Generously read, Mr. Thomas’s second appeal constitutes his fourth motion to file an amended complaint in this matter. Although we recognize that pro se parties should not be held to the same standards as attorneys and should be afforded significant leniency in their filings, granting Mr. Thomas another opportunity to present the arguments and evidence he should have presented previously before the district court would significantly undermine the value of finality. Accordingly, while affording Mr. Thomas all the benefits of a pro se litigant, we are nonetheless constrained to deny his request for another opportunity to amend his complaint based on new arguments and evidence he has thus far failed to present to the district court. See, e.g., Wardell v. Duncan, 470 F.3d 954, 963 (10th Cir.2006) (affirming district court’s denial of leave to amend a pro se complaint when plaintiff moved to amend two years after filing the action, “did not diligently pursue the basis for such amendments, and that the facts behind such amendments would have been *819known to the plaintiff at the initiation of this action,” (citations omitted)).
The judgment of the district court is affirmed. Mr. Thomas’s motion to proceed without prepayment of costs or fees is granted. He is reminded that he is obligated to continue making partial payments until the entire fee has been paid. All other pending motions are denied as moot.2
After examining the briefs and appellate record, this panel has determined unanimously that oral argument would not materially assist the determination of this appeal. See Fed. R.App. P. 34(a)(2); 10th Cir. R. 34.1(G). The case is therefore ordered submitted without oral argument. This order and judgment is not binding precedent, except under the doctrines of law of the case, res judicata, and collateral estoppel. It may be cited, however, *816for its persuasive value consistent with Fed. R.App. P. 32.1 and 10th Cir. R. 32.1.
. "A Martinez report is treated like an affidavit, and the court is not authorized to accept the factual findings of the prison investigation when the plaintiff has presented conflicting evidence.” Hall v. Bellmon, 935 F.2d 1106, 1111 (10th Cir.1991). In this case, even considering the excluded allegations, Mr. Thomas presented nothing relevant to the district court's grant of summary judgment which conflicted with the M.artinez report.
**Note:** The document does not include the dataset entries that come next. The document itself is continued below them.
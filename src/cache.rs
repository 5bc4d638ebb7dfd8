//! ベクトルキャッシュモジュール
//!
//! 画像のSHA-256をキーにして特徴ベクトルをキャッシュし、
//! 同じ画像の再推論をスキップする。
//! エンコーダ設定のフィンガープリントが異なるキャッシュは使わない。

use crate::error::{Result, StyleFinderError};
use serde::{Deserialize, Serialize};
use sha2::{Digest, Sha256};
use std::collections::HashMap;
use std::fs::File;
use std::io::{BufReader, BufWriter, ErrorKind};
use std::path::{Path, PathBuf};

const CACHE_FILE_NAME: &str = ".style-finder-cache.json";

#[derive(Debug, Clone, Serialize, Deserialize)]
pub struct EmbeddingCache {
    /// バージョン（互換性チェック用）
    version: u32,
    /// エンコーダ設定のフィンガープリント
    fingerprint: String,
    /// 画像ハッシュ → エントリ
    entries: HashMap<String, CacheEntry>,
}

#[derive(Debug, Clone, Serialize, Deserialize)]
pub struct CacheEntry {
    pub file_name: String,
    pub vector: Vec<f32>,
}

impl EmbeddingCache {
    const CURRENT_VERSION: u32 = 1;

    pub fn new(fingerprint: impl Into<String>) -> Self {
        Self {
            version: Self::CURRENT_VERSION,
            fingerprint: fingerprint.into(),
            entries: HashMap::new(),
        }
    }

    pub fn cache_path(folder: &Path) -> PathBuf {
        folder.join(CACHE_FILE_NAME)
    }

    /// キャッシュファイルをそのまま読み込む（互換性チェックなし）
    pub fn read(folder: &Path) -> Result<Self> {
        let file = File::open(Self::cache_path(folder))?;
        let cache = serde_json::from_reader(BufReader::new(file))?;
        Ok(cache)
    }

    /// キャッシュファイルを読み込み
    ///
    /// ファイルがない・壊れている・バージョンやフィンガープリントが
    /// 一致しない場合は空のキャッシュを返す。
    pub fn load(folder: &Path, fingerprint: &str) -> Self {
        let cache_path = Self::cache_path(folder);
        match Self::read(folder) {
            Ok(cache) if cache.version != Self::CURRENT_VERSION => {
                tracing::warn!(path = %cache_path.display(), version = cache.version, "cache version mismatch");
                Self::new(fingerprint)
            }
            Ok(cache) if cache.fingerprint != fingerprint => {
                tracing::warn!(path = %cache_path.display(), "cache built with other encoder settings");
                Self::new(fingerprint)
            }
            Ok(cache) => cache,
            Err(StyleFinderError::Io(e)) if e.kind() == ErrorKind::NotFound => Self::new(fingerprint),
            Err(e) => {
                tracing::warn!(path = %cache_path.display(), error = %e, "cache file unreadable");
                Self::new(fingerprint)
            }
        }
    }

    pub fn save(&self, folder: &Path) -> Result<()> {
        let file = File::create(Self::cache_path(folder))?;
        serde_json::to_writer(BufWriter::new(file), self)?;
        Ok(())
    }

    /// キャッシュファイルを削除（削除したら `true`）
    pub fn clear(folder: &Path) -> Result<bool> {
        let cache_path = Self::cache_path(folder);
        if cache_path.exists() {
            std::fs::remove_file(cache_path)?;
            Ok(true)
        } else {
            Ok(false)
        }
    }

    pub fn get(&self, hash: &str) -> Option<&[f32]> {
        self.entries.get(hash).map(|e| e.vector.as_slice())
    }

    pub fn insert(&mut self, hash: String, file_name: String, vector: Vec<f32>) {
        self.entries.insert(hash, CacheEntry { file_name, vector });
    }

    pub fn fingerprint(&self) -> &str {
        &self.fingerprint
    }

    pub fn len(&self) -> usize {
        self.entries.len()
    }

    pub fn is_empty(&self) -> bool {
        self.entries.is_empty()
    }
}

/// 画像バイト列のハッシュ（SHA-256, hex）
pub fn content_hash(bytes: &[u8]) -> String {
    hex::encode(Sha256::digest(bytes))
}

#[cfg(test)]
mod tests {
    use super::*;

    #[test]
    fn test_content_hash_known_value() {
        assert_eq!(
            content_hash(b"abc"),
            "ba7816bf8f01cfea414140de5dae2223b00361a396177a9cb410ff61f20015ad"
        );
    }

    #[test]
    fn test_insert_and_get() {
        let mut cache = EmbeddingCache::new("fp");
        cache.insert("h1".into(), "a.jpg".into(), vec![0.5, 0.25]);

        assert_eq!(cache.get("h1"), Some(&[0.5, 0.25][..]));
        assert_eq!(cache.get("h2"), None);
        assert_eq!(cache.len(), 1);
    }
}
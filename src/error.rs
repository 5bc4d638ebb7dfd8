use thiserror::Error;

#[derive(Error, Debug)]
pub enum StyleFinderError {
    #[error("設定エラー: {0}")]
    Config(String),

    #[error("画像の取得に失敗: {url}: {source}")]
    Fetch {
        url: String,
        #[source]
        source: reqwest::Error,
    },

    #[error("画像の取得に失敗: {url} (HTTP {status})")]
    HttpStatus {
        url: String,
        status: reqwest::StatusCode,
    },

    #[error("ファイルを開けません: {path}: {source}")]
    FileOpen {
        path: String,
        #[source]
        source: std::io::Error,
    },

    #[error("画像デコードエラー: {0}")]
    ImageDecode(String),

    #[error("画像エンコードエラー: {0}")]
    ImageEncode(String),

    #[error("モデルファイルが見つかりません: {0}")]
    ModelNotFound(String),

    #[error("推論エラー: {0}")]
    Inference(String),

    #[error("カタログエラー: {0}")]
    Catalog(#[from] style_finder_common::Error),

    #[error("フォルダが見つかりません: {0}")]
    FolderNotFound(String),

    #[error("JSON解析エラー: {0}")]
    JsonParse(#[from] serde_json::Error),

    #[error("IOエラー: {0}")]
    Io(#[from] std::io::Error),
}

impl StyleFinderError {
    /// 取得系エラー（リモート・ローカル）かどうか
    pub fn is_retrieval(&self) -> bool {
        matches!(
            self,
            Self::Fetch { .. } | Self::HttpStatus { .. } | Self::FileOpen { .. }
        )
    }
}

pub type Result<T> = std::result::Result<T, StyleFinderError>;
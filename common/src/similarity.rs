//! コサイン類似度

use crate::error::{Error, Result};

/// 2つのベクトルのコサイン類似度を計算
///
/// `(a·b) / (‖a‖·‖b‖)`。どちらかのノルムが0の場合は0を返す。
/// 累積はf64で行い、結果は[-1, 1]に丸める。
///
/// # Errors
/// 長さが異なる場合は `Error::DimensionMismatch`（`index` は0）
///
/// # Examples
/// ```
/// use style_finder_common::cosine_similarity;
///
/// let score = cosine_similarity(&[1.0, 0.0], &[0.0, 1.0]).unwrap();
/// assert_eq!(score, 0.0);
/// ```
pub fn cosine_similarity(a: &[f32], b: &[f32]) -> Result<f32> {
    if a.len() != b.len() {
        return Err(Error::DimensionMismatch {
            index: 0,
            expected: a.len(),
            found: b.len(),
        });
    }
    Ok(cosine_unchecked(a, b))
}

/// 長さチェック済みのベクトル同士の類似度
pub(crate) fn cosine_unchecked(a: &[f32], b: &[f32]) -> f32 {
    let (dot, norm_a, norm_b) = a.iter().zip(b).fold(
        (0.0f64, 0.0f64, 0.0f64),
        |(dot, na, nb), (&x, &y)| {
            let (x, y) = (f64::from(x), f64::from(y));
            (dot + x * y, na + x * x, nb + y * y)
        },
    );

    if norm_a == 0.0 || norm_b == 0.0 {
        return 0.0;
    }

    let cos = dot / (norm_a.sqrt() * norm_b.sqrt());
    if cos.is_nan() {
        return f32::NAN;
    }
    cos.clamp(-1.0, 1.0) as f32
}
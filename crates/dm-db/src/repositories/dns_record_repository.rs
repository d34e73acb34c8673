//! DNS record repository. The dashboard only consumes counts, so no
//! row-to-entity mapping lives here.

use crate::Result as DbErrorResult;

use sqlx::SqlitePool;

pub struct DnsRecordRepository {
    pool: SqlitePool,
}

impl DnsRecordRepository {
    pub fn new(pool: SqlitePool) -> Self {
        Self { pool }
    }

    /// Total number of DNS records across all users
    pub async fn count(&self) -> DbErrorResult<i64> {
        let count = sqlx::query_scalar::<_, i64>("SELECT COUNT(*) FROM dns_records")
            .fetch_one(&self.pool)
            .await?;

        Ok(count)
    }

    /// Number of DNS records owned by one user
    pub async fn count_by_username(&self, username: &str) -> DbErrorResult<i64> {
        let count =
            sqlx::query_scalar::<_, i64>("SELECT COUNT(*) FROM dns_records WHERE username = ?")
                .bind(username)
                .fetch_one(&self.pool)
                .await?;

        Ok(count)
    }
}
pub mod certificate;
pub mod certificate_status;
pub mod user;
pub mod user_role;
pub mod user_with_metrics;
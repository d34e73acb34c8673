use crate::{User, UserRole};

#[test]
fn test_user_new() {
    let user = User::new(
        "alice".to_string(),
        "alice@x.com".to_string(),
        "Alice".to_string(),
    );

    assert_eq!(user.username, "alice");
    assert_eq!(user.email, "alice@x.com");
    assert_eq!(user.display_name, "Alice");
    assert_eq!(user.role, UserRole::User);
    assert!(!user.is_admin());
}

#[test]
fn test_user_is_admin() {
    let mut user = User::new(
        "root".to_string(),
        "root@x.com".to_string(),
        "Root".to_string(),
    );

    user.role = UserRole::Admin;
    assert!(user.is_admin());
}

#[test]
fn test_user_role_round_trip() {
    use std::str::FromStr;

    assert_eq!(UserRole::from_str("admin").unwrap(), UserRole::Admin);
    assert_eq!(UserRole::from_str("user").unwrap(), UserRole::User);
    assert_eq!(UserRole::Admin.as_str(), "admin");
    assert!(UserRole::from_str("superuser").is_err());
}
pub mod admin;
pub mod error;
pub mod extractors;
. Mr. Thomas has a number of outstanding motions, including: (1) to proceed without prepayment of costs or fees, file-stamped September 25, 2006; (2) for preliminary injunction and attached motion for oral argument, file-stamped January 11, 2007; and (3) for permission to supplement his appendix, affidavit 7, with lab reports for another inmate with Hepatitis C, file-stamped January 22, 2007. Mr. Thomas has also filed a notice to the court regarding his attempts to retain counsel and a notice regarding certain exhibits filed-stamped March 8, 2007.